I don't understand that post. Does that option found in Cat A.I. only show up using the 6800 series using the leaked Cat 10.10 (8782a)? I've been lurking in other threads using the leak driver and so far no one with a 5000 series card reported such a feature in Cat A.I. Perhaps that's my answer to the question.
 
Maybe Dave ought to chime in here. If Barts were a curry, what curry would Barts be? I know he loves the curries so maybe hes going to respond. Lol drunk posting aha!

Also the official word on what Dave is a product manager on this time around would be nice as well as an explanation as to why ATI hasn't disseminated the fact you can do 3D with their cards. I want to know why most people think 3D is Nvidia only!!!!!!!!!!!!!!!!!!!!!!!!!!!!!!!!!!!!!!!!!!!!!!!!!!!! I exclaim much!
 
I don't understand that post. Does that option found in Cat A.I. only show up using the 6800 series using the leaked Cat 10.10 (8782a)? I've been lurking in other threads using the leak driver and so far no one with a 5000 series card reported such a feature in Cat A.I. Perhaps that's my answer to the question.

You have just answered your own question, yap!
 
Maybe Dave ought to chime in here.

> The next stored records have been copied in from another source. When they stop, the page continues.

//! `MemberRef` table (0x0A): references to fields and methods of other types.
//!
//! ## Table Structure
//!
//! - **Class** (`MemberRefParent` coded index)
//! - **Name** (string heap index)
//! - **Signature** (blob heap index)

use crossbeam_skiplist::SkipMap;
use std::sync::Arc;

use crate::metadata::token::Token;

mod owned;
mod raw;

pub use owned::*;
pub use raw::*;

/// A map that holds the mapping of Token to materialized `MemberRef`
pub type MemberRefMap = SkipMap<Token, MemberRefRc>;
/// A vector that holds user created `MemberRef` rows
pub type MemberRefList = Arc<boxcar::Vec<MemberRefRc>>;
/// A reference to a `MemberRef`
pub type MemberRefRc = Arc<MemberRef>;

/// The first byte of a field signature
pub const FIELD_SIGNATURE: u8 = 0x06;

If Barts were a curry, what curry would Barts be? I know he loves the curries so maybe hes going to respond. Lol drunk posting aha!

Also the official word on what Dave is a product manager on this time around would be nice as well as an explanation as to why ATI hasn't disseminated the fact you can do 3D with their cards. I want to know why most people think 3D is Nvidia only!!!!!!!!!!!!!!!!!!!!!!!!!!!!!!!!!!!!!!!!!!!!!!!!!!!! I exclaim much!

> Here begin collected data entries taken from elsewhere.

//! Integration tests for loading and navigating the object model of a module

mod common;

use std::sync::{Arc, Barrier};

use dotmodel::{
    metadata::tables::{ColumnInfo, ColumnSize, TypeAttributes},
    prelude::*,
};

use common::{GADGET, METHOD_VAR_SPEC, MISSING_TYPE_REF, OBSOLETE_CTOR, TYPE_VAR_SPEC, WIDGET};

#[test]
fn module_and_types() -> Result<()> {
    let module = common::sample();
    assert_eq!(module.name()?, "Sample.dll");
    assert_eq!(module.type_def_count(), 4);

    let names: Vec<_> = module
        .type_defs()?
        .iter()
        .map(|type_def| type_def.full_name())
        .collect();
    assert_eq!(
        names,
        ["<Module>", "Sample.IFoo`1", "Sample.Widget", "Sample.Gadget`1"]
    );

    let widget = module.type_def(WIDGET)?;
    let extends = widget.extends()?.expect("Widget has a base type");
    assert_eq!(extends.token(), Token::from_parts(TableId::TypeRef, 1));
    assert_eq!(format!("{:?}", extends), "TypeRef(System.Object)");

    assert_eq!(widget.fields()?.len(), 1);
    assert_eq!(widget.fields()?[0].name.get(), "count");
    assert_eq!(widget.methods()?.len(), 1);
    assert_eq!(widget.methods()?[0].name.get(), ".ctor");

    let gadget = module.type_def(GADGET)?;
    assert!(gadget.fields()?.is_empty());
    assert_eq!(gadget.methods()?[0].name.get(), "Run");
    Ok(())
}

#[test]
fn member_ranges_follow_list_columns() -> Result<()> {
    let mut builder = RawMetadataBuilder::new();
    let name = builder.string("Ranges.dll")?;
    builder.add_row(TableId::Module, vec![0, name, 0, 0, 0])?;
    for (index, field_list) in [1, 1, 10, 15].into_iter().enumerate() {
        let name = builder.string(&format!("T{}", index))?;
        builder.add_row(TableId::TypeDef, vec![0, name, 0, 0, field_list, 1])?;
    }
    let signature = builder.blob(&[0x06, 0x08])?;
    for index in 0..16 {
        let name = builder.string(&format!("f{}", index))?;
        builder.add_row(TableId::Field, vec![0x0001, name, signature])?;
    }

    let module = common::load(builder.build_image()?);
    let fields = module.member_rids(TableId::Field, 3)?;
    assert_eq!(fields.length(), 5);
    assert_eq!((0..5).map(|index| fields.at(index)).collect::<Vec<_>>(), [10, 11, 12, 13, 14]);
    assert_eq!(fields.at(5), 0);

    assert_eq!(module.member_rids(TableId::Field, 4)?.length(), 2);
    assert!(module.member_rids(TableId::Field, 1)?.is_empty());
    assert!(module.member_rids(TableId::TypeRef, 1).is_err());
    Ok(())
}

#[test]
fn narrow_columns_truncate() -> Result<()> {
    let column = ColumnInfo::new(0, "Value", ColumnSize::UInt16, 0, 2);
    let mut data = [0u8; 4];
    let mut offset = 0;
    column.write(&mut data, &mut offset, 0x1FFFF)?;

    assert_eq!(offset, 2);
    assert_eq!(data, [0xFF, 0xFF, 0, 0]);
    assert_eq!(column.read_row(&data)?, 0xFFFF);
    Ok(())
}

#[test]
fn unresolved_references_are_not_found() -> Result<()> {
    let module = common::sample();

    assert!(module
        .resolve_token(Token::from_parts(TableId::TypeRef, 99))
        .is_none());
    assert!(module
        .resolve_token(Token::from_parts(TableId::TypeDef, 0))
        .is_none());
    assert!(matches!(
        module.type_ref(99),
        Err(Error::BadImageFormat { .. })
    ));

    let resolver = Resolver::new(&module);
    let missing = module.type_ref(MISSING_TYPE_REF)?;
    assert_eq!(missing.full_name(), "Nowhere.Missing");
    assert!(resolver.resolve_type_ref(&missing).is_none());

    let object = module.type_ref(1)?;
    assert!(resolver.resolve_type_ref(&object).is_none());
    Ok(())
}

#[test]
fn tokens_address_rows() -> Result<()> {
    let module = common::sample();

    let row = module
        .resolve_token(Token::from_parts(TableId::TypeDef, WIDGET))
        .expect("Widget is addressable");
    match row {
        MetadataRow::TypeDef(type_def) => assert_eq!(type_def.name.get(), "Widget"),
        other => panic!("unexpected row {:?}", other),
    }

    let row = module
        .resolve_token(Token::from_parts(TableId::AssemblyRef, 1))
        .expect("AssemblyRef rows are addressable");
    assert!(matches!(row, MetadataRow::Other(_)));
    Ok(())
}

#[test]
fn interfaces_resolve_in_the_declaring_context() -> Result<()> {
    let module = common::sample();

    let widget = module.type_def(WIDGET)?;
    let interfaces = widget.interfaces()?.to_vec();
    assert_eq!(interfaces.len(), 1);
    let disposable = interfaces[0].interface().expect("interface is set");
    assert_eq!(format!("{:?}", disposable), "TypeRef(System.IDisposable)");
    assert!(interfaces[0].resolve(&module).is_none());

    let gadget = module.type_def(GADGET)?;
    let interfaces = gadget.interfaces()?.to_vec();
    assert_eq!(interfaces.len(), 1);
    let resolved = interfaces[0].resolve(&module).expect("IFoo`1 is defined here");
    assert_eq!(resolved.full_name(), "Sample.IFoo`1");
    assert_eq!(resolved.flags() & TypeAttributes::INTERFACE, TypeAttributes::INTERFACE);

    assert_eq!(
        interfaces[0].interface().map(|interface| interface.token()),
        Some(Token::from_parts(TableId::TypeSpec, 1))
    );
    let Some(TypeDefOrRef::TypeSpec(spec)) = interfaces[0].interface() else {
        panic!("Gadget implements a constructed interface");
    };
    assert_eq!(
        spec.signature()?,
        &TypeSig::GenericInst {
            generic: Box::new(TypeSig::Class(Token::from_parts(TableId::TypeDef, 2))),
            args: vec![TypeSig::Var(0)],
        }
    );

    let context = GenericParamContext::for_type(gadget.clone());
    let param = Resolver::new(&module)
        .resolve_generic_param(&TypeSig::Var(0), &context)
        .expect("Gadget`1 declares T");
    assert_eq!(param.name.get(), "T");
    assert_eq!(param.rid(), 2);
    Ok(())
}

#[test]
fn coded_indexes_substitute_instantiation_arguments() -> Result<()> {
    let module = common::sample();
    let widget = TypeDefOrRef::TypeDef(module.type_def(WIDGET)?);
    let object = TypeDefOrRef::TypeRef(module.type_ref(1)?);

    let type_var = CodedIndex::new(TableId::TypeSpec, TYPE_VAR_SPEC);
    let method_var = CodedIndex::new(TableId::TypeSpec, METHOD_VAR_SPEC);
    let context = GenericParamContext::default()
        .with_type_args(vec![widget])
        .with_method_args(vec![object]);

    let resolved = module
        .resolve_type_def_or_ref(type_var, &context)
        .expect("!0 has an argument");
    assert_eq!(resolved.token(), Token::from_parts(TableId::TypeDef, WIDGET));
    let resolved = module
        .resolve_type_def_or_ref(method_var, &context)
        .expect("!!0 has an argument");
    assert_eq!(resolved.token(), Token::from_parts(TableId::TypeRef, 1));

    let empty = GenericParamContext::default();
    let unsubstituted = module
        .resolve_type_def_or_ref(type_var, &empty)
        .expect("TypeSpec 2 exists");
    assert_eq!(
        unsubstituted.token(),
        Token::from_parts(TableId::TypeSpec, TYPE_VAR_SPEC)
    );

    let plain = CodedIndex::new(TableId::TypeRef, 2);
    let resolved = module
        .resolve_type_def_or_ref(plain, &context)
        .expect("TypeRef 2 exists");
    assert_eq!(format!("{:?}", resolved), "TypeRef(System.IDisposable)");

    assert!(module
        .resolve_type_def_or_ref(CodedIndex::new(TableId::TypeRef, 99), &context)
        .is_none());
    Ok(())
}

#[test]
fn generic_parameters_resolve_through_the_context() -> Result<()> {
    let module = common::sample();
    let resolver = Resolver::new(&module);
    let var = TypeDefOrRef::TypeSpec(module.type_spec(TYPE_VAR_SPEC)?);

    let widget = TypeDefOrRef::TypeDef(module.type_def(WIDGET)?);
    let context = GenericParamContext::default().with_type_args(vec![widget]);
    let resolved = resolver
        .resolve_type(&var, &context)
        .expect("!0 is instantiated with Widget");
    assert_eq!(resolved.full_name(), "Sample.Widget");

    assert!(resolver
        .resolve_type(&var, &GenericParamContext::default())
        .is_none());

    let constructed = TypeDefOrRef::TypeSpec(module.type_spec(1)?);
    let resolved = resolver
        .resolve_type(&constructed, &GenericParamContext::default())
        .expect("IFoo`1 is defined here");
    assert_eq!(resolved.full_name(), "Sample.IFoo`1");
    Ok(())
}

#[test]
fn member_references_resolve_by_name_and_signature() -> Result<()> {
    let module = common::sample();
    let resolver = Resolver::new(&module);
    let context = GenericParamContext::default();
    let widget = module.type_def(WIDGET)?;

    let ctor = MemberRef::new(
        MemberRefParent::TypeDef(widget.clone()),
        ".ctor",
        &[0x20, 0x00, 0x01],
    );
    let resolved = resolver
        .resolve_member_ref(&ctor, &context)
        .expect("Widget declares .ctor");
    assert_eq!(resolved.token(), Token::from_parts(TableId::MethodDef, 1));
    assert!(matches!(resolved, MemberDef::Method(_)));

    let field = MemberRef::new(
        MemberRefParent::TypeDef(widget.clone()),
        "count",
        &[0x06, 0x08],
    );
    let resolved = resolver
        .resolve_member_ref(&field, &context)
        .expect("Widget declares count");
    assert_eq!(resolved.token(), Token::from_parts(TableId::Field, 1));

    let wrong_signature = MemberRef::new(
        MemberRefParent::TypeDef(widget),
        ".ctor",
        &[0x20, 0x01, 0x01, 0x08],
    );
    assert!(resolver.resolve_member_ref(&wrong_signature, &context).is_none());

    let missing = MemberRef::new(
        MemberRefParent::TypeRef(module.type_ref(MISSING_TYPE_REF)?),
        ".ctor",
        &[0x20, 0x00, 0x01],
    );
    assert!(resolver.resolve_member_ref(&missing, &context).is_none());

    let external = module.member_ref(OBSOLETE_CTOR)?;
    assert!(resolver.resolve_member_ref(&external, &context).is_none());
    Ok(())
}

#[test]
fn rid_validation_can_be_disabled() -> Result<()> {
    let image = common::sample_image();

    let strict = ModuleDef::load(File::from_flat(image.clone(), common::BASE_RVA)?)?;
    assert!(matches!(
        strict.row(TableId::AssemblyRef, 7),
        Err(Error::BadImageFormat {
            table: TableId::AssemblyRef,
            rid: 7
        })
    ));
    assert!(matches!(
        strict.type_ref(0),
        Err(Error::BadImageFormat { .. })
    ));

    let options = ModuleOptions {
        validate_rids: false,
    };
    let lenient = ModuleDef::load_with(File::from_flat(image, common::BASE_RVA)?, options)?;
    assert!(!lenient.options().validate_rids);
    assert!(matches!(
        lenient.row(TableId::AssemblyRef, 7)?,
        MetadataRow::Other(token) if token == Token::from_parts(TableId::AssemblyRef, 7)
    ));
    assert!(matches!(
        lenient.type_ref(99),
        Err(Error::OutOfBounds { .. })
    ));
    assert_eq!(lenient.type_ref(2)?.full_name(), "System.IDisposable");
    Ok(())
}

#[test]
fn layouts_and_attributes() -> Result<()> {
    let module = common::sample();

    let widget = module.type_def(WIDGET)?;
    let layout = widget.class_layout()?.expect("Widget has a layout");
    assert_eq!(layout.packing_size(), 8);
    assert_eq!(layout.class_size(), 16);
    assert!(module.type_def(GADGET)?.class_layout()?.is_none());

    let attributes = widget.custom_attributes()?.to_vec();
    assert_eq!(attributes.len(), 1);
    assert_eq!(attributes[0].rid(), 2);
    assert_eq!(attributes[0].value.get(), [1, 0, 0, 0]);
    let constructor = attributes[0].constructor().expect("constructor is set");
    assert_eq!(constructor.token(), Token::from_parts(TableId::MemberRef, OBSOLETE_CTOR));
    assert_eq!(constructor.name(), ".ctor");

    let params = module.type_def(GADGET)?.generic_params()?.to_vec();
    assert_eq!(params.len(), 1);
    let attributes = params[0].custom_attributes()?.to_vec();
    assert_eq!(attributes.len(), 1);
    assert_eq!(attributes[0].rid(), 1);

    let member = module.member_ref(OBSOLETE_CTOR)?;
    let MemberRefParent::TypeRef(parent) = member.class() else {
        panic!("the constructor is declared by a TypeRef");
    };
    assert_eq!(parent.full_name(), "System.ObsoleteAttribute");
    assert!(!member.is_field());
    Ok(())
}

#[test]
fn entities_are_materialized_once() -> Result<()> {
    let module = common::sample();

    let first = module.type_def(GADGET)?;
    let second = module.type_def(GADGET)?;
    assert!(Arc::ptr_eq(&first, &second));
    assert!(std::ptr::eq(first.interfaces()?, second.interfaces()?));

    let from_list = module.interface_impl(2)?;
    assert!(Arc::ptr_eq(&from_list, &first.interfaces()?.to_vec()[0]));
    Ok(())
}

#[test]
fn concurrent_readers_observe_one_value() -> Result<()> {
    let module = common::sample();

    let barrier = Barrier::new(8);
    let seen: Vec<(usize, usize)> = std::thread::scope(|scope| {
        let handles: Vec<_> = (0..8)
            .map(|_| {
                let module = &module;
                let barrier = &barrier;
                scope.spawn(move || {
                    barrier.wait();
                    let gadget = module.type_def(GADGET).unwrap();
                    let interfaces = gadget.interfaces().unwrap();
                    let params = gadget.generic_params().unwrap();
                    (
                        interfaces as *const _ as usize,
                        params as *const _ as usize,
                    )
                })
            })
            .collect();
        handles.into_iter().map(|handle| handle.join().unwrap()).collect()
    });

    assert!(seen.windows(2).all(|pair| pair[0] == pair[1]));
    Ok(())
}

#[test]
fn preload_materializes_collections() -> Result<()> {
    let module = common::sample();
    module.preload()?;

    let mut counts = Vec::new();
    for type_def in module.type_defs()? {
        counts.push((
            type_def.interfaces()?.len(),
            type_def.generic_params()?.len(),
            type_def.custom_attributes()?.len(),
        ));
    }
    assert_eq!(counts, [(0, 0, 0), (0, 1, 0), (1, 0, 1), (1, 1, 0)]);
    Ok(())
}

#[test]
fn user_rows_are_registered_in_order() -> Result<()> {
    let module = common::sample();

    let first = module.add_type_ref(TypeRef::new(
        ResolutionScope::AssemblyRef(1),
        "System",
        "ICloneable",
    ));
    let second = module.add_type_ref(TypeRef::new(
        ResolutionScope::TypeRef(first.clone()),
        "",
        "Nested",
    ));
    assert!(first.is_user());
    assert_eq!(first.rid(), 0);
    assert_eq!(second.full_name(), "Nested");

    let registered = module.user_type_refs();
    assert_eq!(registered.len(), 2);
    assert!(Arc::ptr_eq(&registered[0], &first));
    assert!(Arc::ptr_eq(&registered[1], &second));
    Ok(())
}

#[test]
fn redirects_can_be_replaced_and_cleared() -> Result<()> {
    let module = common::sample();
    let from = Token::from_parts(TableId::TypeRef, 1);

    let object = module.type_ref(1)?;
    let disposable = module.type_ref(2)?;
    module.redirect(from, TypeDefOrRef::TypeRef(object));
    module.redirect(from, TypeDefOrRef::TypeRef(disposable));

    let target = module.redirect_target(from).expect("token is redirected");
    assert_eq!(target.token(), Token::from_parts(TableId::TypeRef, 2));

    assert!(module.clear_redirect(from).is_some());
    assert!(module.redirect_target(from).is_none());
    Ok(())
}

Because, sadly, you need 3rd party drivers to drive the glasses for ATI, and you need to find 3rd party glasses too.

I'm still waiting for Bit Cauldron's glasses to enter the market, as they're made in tight cooperation with AMD and according to their site, they only work with AMD too
 
ATI Radeon 4870 = 256mm2 (160 x5D)
ATI Radeon 6870 = 255mm2 (224 x5D)
ATI Radeon 5870 = 334mm2 (320 x5D)

Note-
(64 x5D) more streams processors for same die area as "HD4870" for "HD6870".

Calculation: BartsXT at (384 x5D) will be same die are as "HD5870" 334mm2

BartsXT at (464 x5D) stream processors die will be 373mm2
BartsXT at (504 x5D) stream processors die will be 393mm2

CaymanXT should NOT be over 400mm2 die area.

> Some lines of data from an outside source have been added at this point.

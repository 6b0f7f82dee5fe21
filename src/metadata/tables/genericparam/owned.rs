use std::sync::atomic::{AtomicU32, Ordering};

use crate::{
    metadata::tables::{CustomAttributeRc, HeapString, MetadataEntity, RowId, TableId},
    utils::{ItemList, LazySlot},
    Result,
};

/// A generic parameter of a type or a method
///
/// The owner is the type or method whose collection this parameter is part of. When written,
/// parameters are ordered by owner and then by [`GenericParam::number`].
pub struct GenericParam {
    pub(crate) row: RowId,
    /// Position of the parameter
    pub number: AtomicU32,
    /// a 2-byte bitmask of type `GenericParamAttributes`
    pub flags: AtomicU32,
    /// Name of the parameter
    pub name: HeapString,
    pub(crate) custom_attributes: LazySlot<ItemList<CustomAttributeRc>>,
}

impl MetadataEntity for GenericParam {
    const TABLE: TableId = TableId::GenericParam;

    fn row_id(&self) -> &RowId {
        &self.row
    }
}

impl GenericParam {
    /// Create a new parameter
    #[must_use]
    pub fn new(number: u16, flags: u16, name: &str) -> Self {
        GenericParam {
            row: RowId::user(),
            number: AtomicU32::new(u32::from(number)),
            flags: AtomicU32::new(u32::from(flags)),
            name: HeapString::user(name),
            custom_attributes: LazySlot::ready(ItemList::default()),
        }
    }

    /// The current position
    #[must_use]
    pub fn number(&self) -> u32 {
        self.number.load(Ordering::Acquire)
    }

    /// The current `GenericParamAttributes`
    #[must_use]
    pub fn flags(&self) -> u32 {
        self.flags.load(Ordering::Acquire)
    }

    /// The custom attributes applied to this parameter
    ///
    /// # Errors
    /// Returns an error if a `CustomAttribute` row can not be decoded
    pub fn custom_attributes(&self) -> Result<&ItemList<CustomAttributeRc>> {
        self.custom_attributes.get_or_materialize(|| {
            let module = self.row.module()?;
            module.custom_attributes_of(self.token()).map(ItemList::new)
        })
    }
}

#[cfg(test)]
mod tests {
    use super::*;

    #[test]
    fn user_row() {
        let param = GenericParam::new(1, 0, "TValue");
        assert!(param.is_user());
        assert_eq!(param.number(), 1);
        assert_eq!(param.name.get(), "TValue");
        assert_eq!(param.token().value(), 0x2A00_0000);
        assert!(param.custom_attributes().unwrap().is_empty());
    }
}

EDIT: I don't understand how it could be - up to 300W DTP
 
Last edited by a moderator:
ATI Radeon 4870 = 256mm2 (160 x5D)
ATI Radeon 6870 = 255mm2 (224 x5D)
ATI Radeon 5870 = 334mm2 (320 x5D)

Note-
(64 x5D) more streams processors for same die area as "HD4870" for "HD6870".

Calculation: BartsXT at (384 x5D) will be same die are as "HD5870" 334mm2

BartsXT at (464 x5D) stream processors die will be 373mm2
BartsXT at (504 x5D) stream processors die will be 393mm2

CaymanXT should NOT be over 400mm2 die area.

Except that the ISA(?) confirmed already there's at least 2 4D ASICs coming?
 
If they are going for half-rate double precession at multiplications, Cayman could be easily over 400mm².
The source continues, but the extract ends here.